Hey there,
I wanted to know which languages are part of the Latin Extended-B set. I can find the glyphs but not the languages that they support.
Are they very 'important'? Or should I focus on other languages like Cyrillic/Greek?
Up to now, no client has ever asked for Latin Extended-B, never the less, a lot of 'pro' typefaces seem to have his character set covered.
Thank you
1
Comments
Non-European and historic
This section includes a lot of letters used in African languages, as well as an assortment of Zhuang Chinese tone letters, a couple of Vietnamese letters (see also the Latin Extended Additional block for Vietnamese tone vowel diacritics), and a small number of archaic letters from older regional European alphabets.
African letters for clicks
Self-explanatory. Used for the Khoisan languages of southern Africa.
Croatian digraphs
These are an historical oddity. They were inherited into Unicode from a Yugoslav 8-bit national standard, and were encoded to provide a one-to-one mapping from the Serbo-Croat Cyrillic alphabet to the Serbo-Croat Latin alphabet. This allowed Yugoslav documents to be easily presented in either orthography simply by changing the font. Croatian nationalism in the 1990s made much of differences between Serbian and Croatian, so these characters are presumably obsolete.
Pinyin diacritic combinations
For Mandarin Chinese romanisation.
Phonetic and historical letters
A few used in African languages, some Uralist phonetic transcription characters, a couple used in one or more Sami aphabets, and more regional historical letters such as wynn.

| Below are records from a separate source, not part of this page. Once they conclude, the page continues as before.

//! One complete build: prepare output, fetch, merge, covers, write.
use chrono::{DateTime, Utc};
use reqwest::redirect::Policy;
use std::path::PathBuf;
use thiserror::Error;

use crate::aggregate::merge;
use crate::artifact::{write_artifact, BuildArtifact, WriteError};
use crate::config::Config;
use crate::cover::{CoverError, CoverOutcome, CoverPipeline};
use crate::feed::{fetch_all, FetchPolicy, SourceFailure, SourceOutcome};
use crate::sink::OutputSink;
use crate::sources::Source;

/// Failures that end the run. Everything per source or per cover is
/// recorded in [`RunReport`] instead.
#[derive(Debug, Error)]
pub enum PipelineError {
    #[error("Failed to prepare output directory {path}: {source}")]
    Prepare {
        path: PathBuf,
        #[source]
        source: std::io::Error,
    },
    #[error(transparent)]
    Write(#[from] WriteError),
}

/// What a finished run produced and what went wrong along the way.
#[derive(Debug)]
pub struct RunReport {
    pub artifact: BuildArtifact,
    pub artifact_path: PathBuf,
    pub source_count: usize,
    pub failures: Vec<SourceFailure>,
    pub cover_failures: Vec<(String, CoverError)>,
}

impl RunReport {
    /// Fraction of sources that failed, 0.0 when there were none.
    pub fn failure_ratio(&self) -> f64 {
        if self.source_count == 0 {
            return 0.0;
        }
        self.failures.len() as f64 / self.source_count as f64
    }

    pub fn exceeds(&self, max_failure_ratio: f64) -> bool {
        self.failure_ratio() > max_failure_ratio
    }
}

/// Builds the HTTP client shared by feed and cover downloads.
pub fn build_client(config: &Config) -> reqwest::Result<reqwest::Client> {
    reqwest::Client::builder()
        .user_agent(config.user_agent.as_str())
        .redirect(redirect_policy())
        .pool_idle_timeout(std::time::Duration::from_secs(30))
        .tcp_keepalive(std::time::Duration::from_secs(60))
        .build()
}

/// Follows up to 5 redirects and refuses loops.
fn redirect_policy() -> Policy {
    Policy::custom(|attempt| {
        if attempt.previous().len() >= 5 {
            return attempt.error("Too many redirects (max 5)");
        }

        let url = attempt.url();
        if attempt.previous().iter().any(|prev| prev.as_str() == url.as_str()) {
            return attempt.error("Redirect loop detected");
        }

        tracing::debug!(
            from = %attempt.previous().last().map(|u| u.as_str()).unwrap_or("initial"),
            to = %url,
            hop = attempt.previous().len() + 1,
            "Following redirect"
        );
        attempt.follow()
    })
}

/// Runs the whole build against `sources`.
///
/// `now` anchors the recency window. The artifact's `updated` stamp is taken
/// when aggregation completes.
///
/// # Errors
///
/// Only a failure to prepare the output directory or to write the artifact
/// is returned. Source and cover failures end up in the report.
pub async fn run(
    config: &Config,
    sources: &[Source],
    client: &reqwest::Client,
    now: DateTime<Utc>,
) -> Result<RunReport, PipelineError> {
    let sink = OutputSink::new(&config.output_dir, &config.public_path_prefix);
    sink.prepare().map_err(|source| PipelineError::Prepare {
        path: config.output_dir.clone(),
        source,
    })?;

    tracing::info!(sources = sources.len(), "Fetching feeds");
    let policy = FetchPolicy::from_config(config);
    let outcomes = fetch_all(client, sources, &policy, &sink).await;

    let aggregate = merge(&outcomes, now, config.recent_window_days, &sink);
    let updated = Utc::now();
    let covers = aggregate.covers.clone();
    let mut artifact = BuildArtifact::new(aggregate, updated);

    let mut cover_failures = Vec::new();
    if config.skip_covers {
        tracing::info!(covers = covers.len(), "Skipping cover downloads");
    } else {
        let pipeline = CoverPipeline::new(client.clone(), sink.clone(), config);
        for outcome in pipeline.run(&covers).await {
            if let CoverOutcome::Failed { key, error } = outcome {
                artifact.drop_cover(&key);
                cover_failures.push((key, error));
            }
        }
    }

    let artifact_path = write_artifact(&sink, &artifact)?;

    let failures: Vec<SourceFailure> = outcomes
        .into_iter()
        .filter_map(|o| match o {
            SourceOutcome::Failed(f) => Some(f),
            SourceOutcome::Fetched(_) => None,
        })
        .collect();

    Ok(RunReport {
        artifact,
        artifact_path,
        source_count: sources.len(),
        failures,
        cover_failures,
    })
}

Additions for Slovenian and Croatian
These are specialist diacritics used in prosody (analysis of metrical and stress patterns in poetry); they are not used for everyday Slovenian and Croatian text.
Additions for Romanian
Disunifying earlier encoding with corresponding Turkic -cedilla diacritics. Important.
Miscellaneous Additions
A couple of regional historic letters, letters from native North American alphabets, and the rest phoneticist characters.
Additions for Livonian
Recently moribund Finnic language; object of study but last native speaker died in 2013.
Additions for Sinology
IPA extensions used in transcription of classical Chinese.
(more) Miscellaneous Additions
More native North American letters, case pair additions for IPA letters previously encoded with only lowercase, odds and ends, dotless j.
My take on this is that there are very few fonts that would need to support the whole block. Unless one is either setting out to support all of Unicode, à la Noto, or providing fonts for broad academic publishing, à la Brill, only a subset of this block is likely to be necessary. The four Romanian diacritics are the most important for a font targeting European languages, as they correct an earlier encoding issue. If your font is supporting Vietnamese, then obviously you'll need the horn letters.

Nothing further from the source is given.